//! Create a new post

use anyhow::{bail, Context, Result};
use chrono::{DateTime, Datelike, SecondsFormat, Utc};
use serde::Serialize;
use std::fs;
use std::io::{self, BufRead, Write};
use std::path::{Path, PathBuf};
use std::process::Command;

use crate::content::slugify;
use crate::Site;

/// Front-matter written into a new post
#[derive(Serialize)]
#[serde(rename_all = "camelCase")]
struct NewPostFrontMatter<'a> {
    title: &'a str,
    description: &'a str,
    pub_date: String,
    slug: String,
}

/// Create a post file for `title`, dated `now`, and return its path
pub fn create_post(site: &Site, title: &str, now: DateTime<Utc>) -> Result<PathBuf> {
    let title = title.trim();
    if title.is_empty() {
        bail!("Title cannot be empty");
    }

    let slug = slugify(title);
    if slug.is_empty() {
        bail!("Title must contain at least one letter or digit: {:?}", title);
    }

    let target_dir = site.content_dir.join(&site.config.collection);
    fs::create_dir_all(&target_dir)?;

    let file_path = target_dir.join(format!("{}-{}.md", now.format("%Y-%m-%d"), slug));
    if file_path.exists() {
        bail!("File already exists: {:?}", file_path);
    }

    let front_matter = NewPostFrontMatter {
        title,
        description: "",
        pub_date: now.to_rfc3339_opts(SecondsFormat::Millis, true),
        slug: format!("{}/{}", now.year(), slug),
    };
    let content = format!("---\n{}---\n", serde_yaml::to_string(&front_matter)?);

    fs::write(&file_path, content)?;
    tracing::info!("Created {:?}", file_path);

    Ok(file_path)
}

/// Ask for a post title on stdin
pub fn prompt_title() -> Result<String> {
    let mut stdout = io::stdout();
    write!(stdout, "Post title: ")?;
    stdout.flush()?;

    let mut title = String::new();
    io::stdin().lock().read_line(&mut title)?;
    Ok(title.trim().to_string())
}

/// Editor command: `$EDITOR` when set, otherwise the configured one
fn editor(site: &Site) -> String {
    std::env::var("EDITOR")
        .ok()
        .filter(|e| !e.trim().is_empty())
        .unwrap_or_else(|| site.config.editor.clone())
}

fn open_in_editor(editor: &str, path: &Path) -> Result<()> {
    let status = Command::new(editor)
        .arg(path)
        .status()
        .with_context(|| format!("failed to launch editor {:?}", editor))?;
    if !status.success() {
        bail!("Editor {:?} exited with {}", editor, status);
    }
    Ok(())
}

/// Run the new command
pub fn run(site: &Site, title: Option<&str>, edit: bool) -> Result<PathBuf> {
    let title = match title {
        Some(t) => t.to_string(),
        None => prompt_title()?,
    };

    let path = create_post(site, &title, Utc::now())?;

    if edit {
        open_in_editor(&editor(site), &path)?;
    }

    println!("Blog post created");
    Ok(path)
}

══════════

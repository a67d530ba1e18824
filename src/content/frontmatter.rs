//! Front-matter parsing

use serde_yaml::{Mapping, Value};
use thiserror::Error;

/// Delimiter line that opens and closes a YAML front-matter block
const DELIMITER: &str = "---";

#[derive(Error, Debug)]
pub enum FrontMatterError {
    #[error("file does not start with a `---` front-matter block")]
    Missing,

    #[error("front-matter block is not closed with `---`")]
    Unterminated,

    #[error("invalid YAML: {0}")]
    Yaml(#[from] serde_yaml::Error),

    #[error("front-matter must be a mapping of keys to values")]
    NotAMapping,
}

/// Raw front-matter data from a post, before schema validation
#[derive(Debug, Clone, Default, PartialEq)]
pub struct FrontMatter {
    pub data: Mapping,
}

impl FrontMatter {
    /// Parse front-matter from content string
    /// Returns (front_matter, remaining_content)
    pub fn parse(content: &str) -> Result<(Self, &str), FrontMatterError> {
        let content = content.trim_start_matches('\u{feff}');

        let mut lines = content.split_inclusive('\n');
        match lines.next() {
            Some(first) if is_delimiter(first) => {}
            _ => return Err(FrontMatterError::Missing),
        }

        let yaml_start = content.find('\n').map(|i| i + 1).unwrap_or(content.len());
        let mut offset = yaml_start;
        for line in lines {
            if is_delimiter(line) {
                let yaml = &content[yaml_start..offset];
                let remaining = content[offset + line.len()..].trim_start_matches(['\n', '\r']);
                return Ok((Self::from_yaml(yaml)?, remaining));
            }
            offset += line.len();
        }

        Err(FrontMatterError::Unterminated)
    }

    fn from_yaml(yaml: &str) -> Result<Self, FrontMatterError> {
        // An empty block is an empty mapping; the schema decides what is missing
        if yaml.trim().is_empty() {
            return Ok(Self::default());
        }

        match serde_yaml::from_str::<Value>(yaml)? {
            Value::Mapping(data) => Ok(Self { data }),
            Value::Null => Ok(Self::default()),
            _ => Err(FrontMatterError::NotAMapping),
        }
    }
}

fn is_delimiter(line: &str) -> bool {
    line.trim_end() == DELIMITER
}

══════════

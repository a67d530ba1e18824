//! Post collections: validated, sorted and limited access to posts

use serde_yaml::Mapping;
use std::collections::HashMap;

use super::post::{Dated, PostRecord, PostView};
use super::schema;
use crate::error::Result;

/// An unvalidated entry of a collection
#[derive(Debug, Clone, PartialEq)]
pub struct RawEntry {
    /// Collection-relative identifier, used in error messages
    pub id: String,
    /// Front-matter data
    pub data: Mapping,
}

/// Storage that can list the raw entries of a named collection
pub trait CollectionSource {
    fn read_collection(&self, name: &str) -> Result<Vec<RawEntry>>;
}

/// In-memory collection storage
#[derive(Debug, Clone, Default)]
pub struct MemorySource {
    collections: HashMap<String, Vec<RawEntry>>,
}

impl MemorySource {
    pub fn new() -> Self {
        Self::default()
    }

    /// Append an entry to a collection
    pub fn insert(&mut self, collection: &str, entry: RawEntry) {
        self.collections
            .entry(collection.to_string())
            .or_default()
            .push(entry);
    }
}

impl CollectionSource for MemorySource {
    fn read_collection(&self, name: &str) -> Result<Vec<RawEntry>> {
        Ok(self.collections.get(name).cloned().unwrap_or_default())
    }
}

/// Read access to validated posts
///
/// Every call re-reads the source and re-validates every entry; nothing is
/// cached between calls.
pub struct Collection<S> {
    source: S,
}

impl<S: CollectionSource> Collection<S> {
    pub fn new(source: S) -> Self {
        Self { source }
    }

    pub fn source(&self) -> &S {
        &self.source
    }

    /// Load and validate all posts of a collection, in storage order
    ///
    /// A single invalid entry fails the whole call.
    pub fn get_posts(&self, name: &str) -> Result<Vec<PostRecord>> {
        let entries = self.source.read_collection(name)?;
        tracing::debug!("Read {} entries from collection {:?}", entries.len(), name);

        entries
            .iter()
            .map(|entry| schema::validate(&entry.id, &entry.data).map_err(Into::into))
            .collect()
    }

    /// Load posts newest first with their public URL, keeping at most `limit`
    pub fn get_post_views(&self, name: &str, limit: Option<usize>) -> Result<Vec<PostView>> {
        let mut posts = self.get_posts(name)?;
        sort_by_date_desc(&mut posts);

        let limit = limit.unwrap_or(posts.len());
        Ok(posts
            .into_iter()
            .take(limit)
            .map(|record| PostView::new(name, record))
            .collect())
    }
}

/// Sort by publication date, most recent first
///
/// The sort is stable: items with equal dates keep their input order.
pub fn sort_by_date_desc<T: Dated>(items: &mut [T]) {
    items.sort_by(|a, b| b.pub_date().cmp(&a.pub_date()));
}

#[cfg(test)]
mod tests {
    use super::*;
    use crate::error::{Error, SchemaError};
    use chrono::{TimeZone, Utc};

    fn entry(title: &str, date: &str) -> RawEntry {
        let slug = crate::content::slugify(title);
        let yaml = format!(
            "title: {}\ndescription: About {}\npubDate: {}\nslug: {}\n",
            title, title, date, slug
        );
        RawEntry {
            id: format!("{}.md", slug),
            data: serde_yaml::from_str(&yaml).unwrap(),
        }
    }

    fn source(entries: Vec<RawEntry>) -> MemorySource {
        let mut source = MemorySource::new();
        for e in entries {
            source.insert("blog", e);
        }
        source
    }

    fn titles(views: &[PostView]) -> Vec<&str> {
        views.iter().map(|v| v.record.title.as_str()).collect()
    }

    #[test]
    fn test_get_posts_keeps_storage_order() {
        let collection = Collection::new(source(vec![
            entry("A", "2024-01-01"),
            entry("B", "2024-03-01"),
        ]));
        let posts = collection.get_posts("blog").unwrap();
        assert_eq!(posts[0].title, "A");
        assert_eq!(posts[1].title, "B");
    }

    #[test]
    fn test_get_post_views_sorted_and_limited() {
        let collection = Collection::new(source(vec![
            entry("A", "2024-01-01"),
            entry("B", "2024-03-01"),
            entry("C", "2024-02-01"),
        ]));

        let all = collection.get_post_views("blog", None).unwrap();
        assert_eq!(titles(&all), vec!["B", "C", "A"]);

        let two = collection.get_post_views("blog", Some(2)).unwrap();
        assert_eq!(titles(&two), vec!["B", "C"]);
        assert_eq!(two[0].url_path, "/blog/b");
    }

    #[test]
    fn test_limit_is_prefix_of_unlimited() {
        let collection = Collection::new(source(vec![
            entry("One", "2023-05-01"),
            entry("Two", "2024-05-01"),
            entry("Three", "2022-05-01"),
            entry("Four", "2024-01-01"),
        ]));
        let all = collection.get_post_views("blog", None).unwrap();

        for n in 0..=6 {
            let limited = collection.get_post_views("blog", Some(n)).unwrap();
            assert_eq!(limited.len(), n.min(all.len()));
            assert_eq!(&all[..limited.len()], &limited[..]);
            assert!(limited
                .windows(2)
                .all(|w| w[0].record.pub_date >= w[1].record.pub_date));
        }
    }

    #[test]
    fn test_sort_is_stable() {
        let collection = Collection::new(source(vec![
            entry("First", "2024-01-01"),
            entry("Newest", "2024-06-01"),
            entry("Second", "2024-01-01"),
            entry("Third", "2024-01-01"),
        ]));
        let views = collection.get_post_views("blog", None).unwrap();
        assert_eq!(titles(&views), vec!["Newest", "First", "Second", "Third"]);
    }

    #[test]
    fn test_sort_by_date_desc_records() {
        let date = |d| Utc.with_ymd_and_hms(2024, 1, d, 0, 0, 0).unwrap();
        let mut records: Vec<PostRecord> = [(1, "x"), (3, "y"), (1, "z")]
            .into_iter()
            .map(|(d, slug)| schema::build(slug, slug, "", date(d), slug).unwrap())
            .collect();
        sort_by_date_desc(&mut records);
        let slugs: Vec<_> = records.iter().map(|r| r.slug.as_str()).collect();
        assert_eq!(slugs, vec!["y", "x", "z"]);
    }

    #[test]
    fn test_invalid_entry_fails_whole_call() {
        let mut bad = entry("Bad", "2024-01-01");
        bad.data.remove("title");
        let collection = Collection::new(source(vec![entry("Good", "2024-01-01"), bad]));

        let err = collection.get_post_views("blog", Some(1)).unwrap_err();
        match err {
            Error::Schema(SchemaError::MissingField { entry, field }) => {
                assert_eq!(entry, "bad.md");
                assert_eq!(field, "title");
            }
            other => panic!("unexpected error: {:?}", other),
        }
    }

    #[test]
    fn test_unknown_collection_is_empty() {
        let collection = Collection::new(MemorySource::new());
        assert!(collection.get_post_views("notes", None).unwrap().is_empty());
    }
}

══════════

● REQUIRED WORK
Copy out the range of lines above starting at the line with "Create a new post" and ending at the line with "use crate::content::slugify;", exactly and including both.

● WORKED SOLUTION
//! Create a new post

use anyhow::{bail, Context, Result};
use chrono::{DateTime, Datelike, SecondsFormat, Utc};
use serde::Serialize;
use std::fs;
use std::io::{self, BufRead, Write};
use std::path::{Path, PathBuf};
use std::process::Command;

use crate::content::slugify;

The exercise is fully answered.